[Records drawn from a dataset]
————

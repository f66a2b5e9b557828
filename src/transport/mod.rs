pub mod config;

use tokio::io::{AsyncReadExt, AsyncWriteExt};
use tokio::net::UnixStream;
use tracing::{debug, warn};

use crate::error::ClientError;
pub use config::TransportConfig;

/// One command/response exchange at a time over a persistent connection.
///
/// The wire protocol has no correlation identifiers, so callers must not
/// interleave exchanges on one channel; `DeviceClient` serializes access
/// with a mutex held for the duration of each `exchange`.
#[async_trait::async_trait]
pub trait Channel: Send {
    async fn exchange(&mut self, command: &str) -> Result<String, ClientError>;
    async fn disconnect(&mut self);
}

/// Channel over the controller's local Unix socket.
pub struct UnixChannel {
    config: TransportConfig,
    stream: Option<UnixStream>,
}

impl UnixChannel {
    pub fn new(config: TransportConfig) -> Self {
        Self {
            config,
            stream: None,
        }
    }

    pub fn is_connected(&self) -> bool {
        self.stream.is_some()
    }

    pub async fn connect(&mut self) -> Result<(), ClientError> {
        if self.stream.is_some() {
            return Ok(());
        }
        debug!(path = %self.config.socket_path, "connecting to controller");
        let connect = UnixStream::connect(&self.config.socket_path);
        let stream = tokio::time::timeout(self.config.connect_timeout, connect)
            .await
            .map_err(|_| {
                ClientError::Connection(format!(
                    "timed out connecting to {}",
                    self.config.socket_path
                ))
            })?
            .map_err(|e| {
                ClientError::Connection(format!(
                    "failed to connect to {}: {}",
                    self.config.socket_path, e
                ))
            })?;
        self.stream = Some(stream);
        Ok(())
    }

    /// Best-effort discard of bytes left over from an exchange the caller
    /// abandoned (e.g. after its own timeout). Without this, an orphan
    /// reply would be misattributed to the next command, since the wire
    /// format carries nothing to detect the mismatch.
    fn drain(&mut self) {
        let mut discarded = 0usize;
        let mut closed = false;
        if let Some(stream) = &self.stream {
            let mut scratch = [0u8; 256];
            loop {
                match stream.try_read(&mut scratch) {
                    Ok(0) => {
                        closed = true;
                        break;
                    }
                    Ok(n) => discarded += n,
                    // WouldBlock means the buffer is clean; anything else
                    // is left for the exchange proper to report.
                    Err(_) => break,
                }
            }
        }
        if closed {
            debug!("connection closed by controller while draining");
            self.stream = None;
        }
        if discarded > 0 {
            warn!(bytes = discarded, "discarded stale bytes before exchange");
        }
    }
}

#[async_trait::async_trait]
impl Channel for UnixChannel {
    async fn exchange(&mut self, command: &str) -> Result<String, ClientError> {
        self.connect().await?;
        self.drain();
        // drain() may have detected a closed stream; reconnect once.
        self.connect().await?;

        // The stream is held out of `self` for the exchange; any transport
        // fault drops it so the next call reconnects.
        let mut stream = self
            .stream
            .take()
            .ok_or_else(|| ClientError::Connection("not connected".to_string()))?;

        debug!(%command, "sending command");
        if let Err(e) = stream.write_all(command.as_bytes()).await {
            return Err(ClientError::Connection(format!(
                "failed to send command: {}",
                e
            )));
        }

        let mut buf = vec![0u8; self.config.read_buffer_size];
        let n = match stream.read(&mut buf).await {
            Ok(0) => {
                return Err(ClientError::Connection(
                    "connection closed by controller".to_string(),
                ))
            }
            Ok(n) => n,
            Err(e) => {
                return Err(ClientError::Connection(format!(
                    "failed to read reply: {}",
                    e
                )))
            }
        };
        self.stream = Some(stream);

        let reply = String::from_utf8_lossy(&buf[..n]).trim_end().to_string();
        debug!(%reply, "received reply");

        if reply.starts_with(crate::protocol::ERROR_PREFIX) {
            return Err(ClientError::Protocol(reply));
        }
        Ok(reply)
    }

    async fn disconnect(&mut self) {
        if self.stream.take().is_some() {
            debug!("disconnected from controller");
        }
    }
}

————

■ Problem to work on:
Filter the records above for lines with "crate".

■ Answer to the exercise:
use crate::error::ClientError;
        if reply.starts_with(crate::protocol::ERROR_PREFIX) {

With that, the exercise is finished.